Five of the sites were slightly thinned after the dormant season 2004–2005 after measurements for calculation of stand biomass were carried out (see Material and Methods). The thinnings may have had a minor effect on the results of litterfall (calculated as mean 1996–2007) and understorey vegetation (sampled in 2009), as their sampling period occurred at least partly after the thinnings. However, no drastic changes were noticeable in these variables in comparison with pre-thinning years.

Tree-related biomass estimates were based on modelling and thus bring some inaccuracy to our results. However, the input data of diameter at breast height, tree height, and crown length applied in biomass estimation originate from detailed tree measurements carried out on the study sites. Moreover, the biomass functions applied are developed for Finnish conditions and are based on extensive empirical data (Repola 2009).

C Transfers (CT) and Their Relationship with C Stocks

The quantity of C in the annual increment of stump stem volume (increment C, m3 ha−1 y−1) and the annual litterfall CT (needles and other LF, and large branches) were significantly lower in the north than the south. This is in line with biomass amounts in different ecosystem parts, indicating more favourable conditions in southern Finland, with a warmer climate than in northern Finland (for example, Liski and Westman 1997; Merilä and others 2014).

A corresponding northing effect was also reflected in the cellulose mass loss percentage, the flux of dissolved organic carbon (DOC) in bulk deposition (BD), and throughfall (TF), which were lower in the north than the south.

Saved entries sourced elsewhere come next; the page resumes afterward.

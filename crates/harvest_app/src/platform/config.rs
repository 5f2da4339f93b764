//! Optional RON configuration for the terminal front end.
//!
//! Every field has a default, so a file only needs the values it changes:
//!
//! ```ron
//! (
//!     output_dir: Some("books"),
//!     harvest: (metadata_settle_secs: 10),
//!     backend: WebDriver(url: "http://localhost:9515", headless: true),
//! )
//! ```

use std::fs;
use std::io;
use std::path::{Path, PathBuf};
use std::time::Duration;

use harvest_engine::{
    ClientBackend, EngineConfig, FetchSettings, HarvestSettings, OutputLayout, StorySelectors,
    WebDriverSettings,
};
use log::LevelFilter;
use serde::Deserialize;
use thiserror::Error;

pub const DEFAULT_CONFIG_FILE: &str = "story_harvest.ron";

#[derive(Debug, Error)]
pub enum ConfigError {
    #[error("cannot read {}: {}", .0.display(), .1)]
    Read(PathBuf, #[source] io::Error),
    #[error("cannot parse {}: {}", .0.display(), .1)]
    Parse(PathBuf, #[source] ron::error::SpannedError),
}

#[derive(Debug, Clone, Default, Deserialize, PartialEq)]
#[serde(default)]
pub struct AppConfig {
    pub output_dir: Option<PathBuf>,
    pub log: LogConfig,
    pub harvest: HarvestConfig,
    pub backend: BackendConfig,
    pub layout: LayoutConfig,
}

#[derive(Debug, Clone, Copy, Default, Deserialize, PartialEq, Eq)]
pub enum LogTarget {
    #[default]
    File,
    Terminal,
    Both,
}

#[derive(Debug, Clone, Copy, Default, Deserialize, PartialEq, Eq)]
pub enum LogLevel {
    Error,
    Warn,
    #[default]
    Info,
    Debug,
    Trace,
}

impl From<LogLevel> for LevelFilter {
    fn from(level: LogLevel) -> Self {
        match level {
            LogLevel::Error => LevelFilter::Error,
            LogLevel::Warn => LevelFilter::Warn,
            LogLevel::Info => LevelFilter::Info,
            LogLevel::Debug => LevelFilter::Debug,
            LogLevel::Trace => LevelFilter::Trace,
        }
    }
}

#[derive(Debug, Clone, Deserialize, PartialEq)]
#[serde(default)]
pub struct LogConfig {
    pub target: LogTarget,
    pub level: LogLevel,
    pub file: PathBuf,
}

impl Default for LogConfig {
    fn default() -> Self {
        Self {
            target: LogTarget::File,
            level: LogLevel::Info,
            file: PathBuf::from("story_harvest.log"),
        }
    }
}

#[derive(Debug, Clone, Deserialize, PartialEq)]
#[serde(default)]
pub struct HarvestConfig {
    pub metadata_settle_secs: u64,
    pub chapter_settle_secs: u64,
    pub countdown: bool,
    pub preview_chars: usize,
    pub selectors: SelectorConfig,
}

impl Default for HarvestConfig {
    fn default() -> Self {
        let defaults = HarvestSettings::default();
        Self {
            metadata_settle_secs: defaults.metadata_settle.as_secs(),
            chapter_settle_secs: defaults.chapter_settle.as_secs(),
            countdown: defaults.countdown,
            preview_chars: defaults.preview_chars,
            selectors: SelectorConfig::default(),
        }
    }
}

#[derive(Debug, Clone, Deserialize, PartialEq)]
#[serde(default)]
pub struct SelectorConfig {
    pub story_title: String,
    pub story_description: String,
    pub chapter_title: String,
    pub chapter_body: String,
    pub next_link: String,
    pub disabled_class: String,
}

impl Default for SelectorConfig {
    fn default() -> Self {
        let StorySelectors {
            story_title,
            story_description,
            chapter_title,
            chapter_body,
            next_link,
            disabled_class,
        } = StorySelectors::default();
        Self {
            story_title,
            story_description,
            chapter_title,
            chapter_body,
            next_link,
            disabled_class,
        }
    }
}

#[derive(Debug, Clone, Deserialize, PartialEq)]
pub enum BackendConfig {
    Http {
        #[serde(default)]
        request_timeout_secs: Option<u64>,
        #[serde(default)]
        user_agent: Option<String>,
    },
    WebDriver {
        url: String,
        #[serde(default)]
        headless: bool,
    },
}

impl Default for BackendConfig {
    fn default() -> Self {
        BackendConfig::Http {
            request_timeout_secs: None,
            user_agent: None,
        }
    }
}

#[derive(Debug, Clone, Copy, Default, Deserialize, PartialEq, Eq)]
pub enum LayoutConfig {
    #[default]
    StoryFolder,
    Flat,
}

impl AppConfig {
    pub fn engine_config(&self) -> EngineConfig {
        let selectors = &self.harvest.selectors;
        let harvest = HarvestSettings {
            selectors: StorySelectors {
                story_title: selectors.story_title.clone(),
                story_description: selectors.story_description.clone(),
                chapter_title: selectors.chapter_title.clone(),
                chapter_body: selectors.chapter_body.clone(),
                next_link: selectors.next_link.clone(),
                disabled_class: selectors.disabled_class.clone(),
            },
            metadata_settle: Duration::from_secs(self.harvest.metadata_settle_secs),
            chapter_settle: Duration::from_secs(self.harvest.chapter_settle_secs),
            countdown: self.harvest.countdown,
            preview_chars: self.harvest.preview_chars,
            ..HarvestSettings::default()
        };

        let backend = match &self.backend {
            BackendConfig::Http {
                request_timeout_secs,
                user_agent,
            } => {
                let defaults = FetchSettings::default();
                ClientBackend::Http(FetchSettings {
                    request_timeout: request_timeout_secs.map(Duration::from_secs),
                    user_agent: user_agent.clone().unwrap_or(defaults.user_agent.clone()),
                    ..defaults
                })
            }
            BackendConfig::WebDriver { url, headless } => {
                ClientBackend::WebDriver(WebDriverSettings {
                    webdriver_url: url.clone(),
                    headless: *headless,
                })
            }
        };

        let output_layout = match self.layout {
            LayoutConfig::StoryFolder => OutputLayout::StoryFolder,
            LayoutConfig::Flat => OutputLayout::Flat,
        };

        EngineConfig {
            harvest,
            backend,
            output_layout,
        }
    }
}

/// Reads the configuration at `path`. A missing file is `Ok(None)`.
pub fn load_config(path: &Path) -> Result<Option<AppConfig>, ConfigError> {
    let content = match fs::read_to_string(path) {
        Ok(text) => text,
        Err(err) if err.kind() == io::ErrorKind::NotFound => return Ok(None),
        Err(err) => return Err(ConfigError::Read(path.to_path_buf(), err)),
    };
    ron::from_str(&content)
        .map(Some)
        .map_err(|err| ConfigError::Parse(path.to_path_buf(), err))
}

In addition, TF DOC flux was higher on spruce than pine sites. Many complex processes prevail in the soil, and this probably masks the northing and tree species effects on soil percolation water, as the DOC fluxes in soil percolation water showed no differences between tree species or between north and south.

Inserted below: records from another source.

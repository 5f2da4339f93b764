use chardetng::EncodingDetector;
use encoding_rs::Encoding;

#[derive(Debug, Clone, PartialEq, Eq)]
pub struct DecodedPage {
    pub html: String,
    pub encoding_label: String,
    /// Malformed sequences were replaced with U+FFFD.
    pub had_errors: bool,
}

/// Decode raw page bytes into UTF-8: BOM -> Content-Type charset -> chardetng guess.
///
/// Never fails; malformed input is decoded lossily and flagged, since a chapter
/// with a few broken bytes is still worth keeping.
pub fn decode_page(bytes: &[u8], content_type: Option<&str>) -> DecodedPage {
    if let Some((encoding, _)) = Encoding::for_bom(bytes) {
        return decode_with(bytes, encoding);
    }

    if let Some(enc) = content_type
        .and_then(charset_param)
        .and_then(|label| Encoding::for_label(label.as_bytes()))
    {
        return decode_with(bytes, enc);
    }

    let mut detector = EncodingDetector::new();
    detector.feed(bytes, true);
    decode_with(bytes, detector.guess(None, true))
}

fn charset_param(content_type: &str) -> Option<String> {
    content_type.split(';').skip(1).find_map(|part| {
        let (key, value) = part.split_once('=')?;
        if key.trim().eq_ignore_ascii_case("charset") {
            Some(value.trim().trim_matches(['"', '\'']).to_string())
        } else {
            None
        }
    })
}

fn decode_with(bytes: &[u8], enc: &'static Encoding) -> DecodedPage {
    let (text, actual, had_errors) = enc.decode(bytes);
    DecodedPage {
        html: text.into_owned(),
        encoding_label: actual.name().to_string(),
        had_errors,
    }
}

Most carbon stock compartments were significantly correlated with litterfall CT components. Litterfall is major aboveground C transfer from the forest vegetation into the soil. Indeed, the key factors to be considered in any soil C models are litter production and decomposition processes (for example, Ťupek and others 2019).

Generally, the DOC flux in TF was positively correlated with the aboveground tree compartment CSs, while DOC fluxes in percolation water were not correlated with any of the measured CSs. However, in the north, the DOC fluxes in the percolation water of the topsoil at rooting depth (depth 20 cm) were positively correlated, for example, with fine and small root CS. The harsh climate and shortage of plant-available N in northern forests is shown to be related to the expansion and maintenance of the ectomycorrhizal root biomass and length (Ostonen and others 2011). Thus, DOC inputs originating from their decomposition and exudates may significantly contribute to the DOC fluxes in percolation water.

Conclusions

Our comprehensive study of the distribution of carbon stocks and transfers within boreal forest ecosystems provided an improved insight into the absolute and relative magnitude of the C stocks and transfers, as well as their mutual relationships. The study revealed patterns in the stocks and transfers of forest carbon, which were mainly driven by site fertility and climatic variation along the latitudinal gradient between 60 and 69 degrees. Our field observations demonstrated that site fertility was crucial for boreal forest CSs, calling for a re-evaluation of soil C and Earth system future projections in a warming climate and forest management. Furthermore, our results may serve basic and applied research, as well as practical forest management, in considering the carbon sequestration capacity of boreal forests.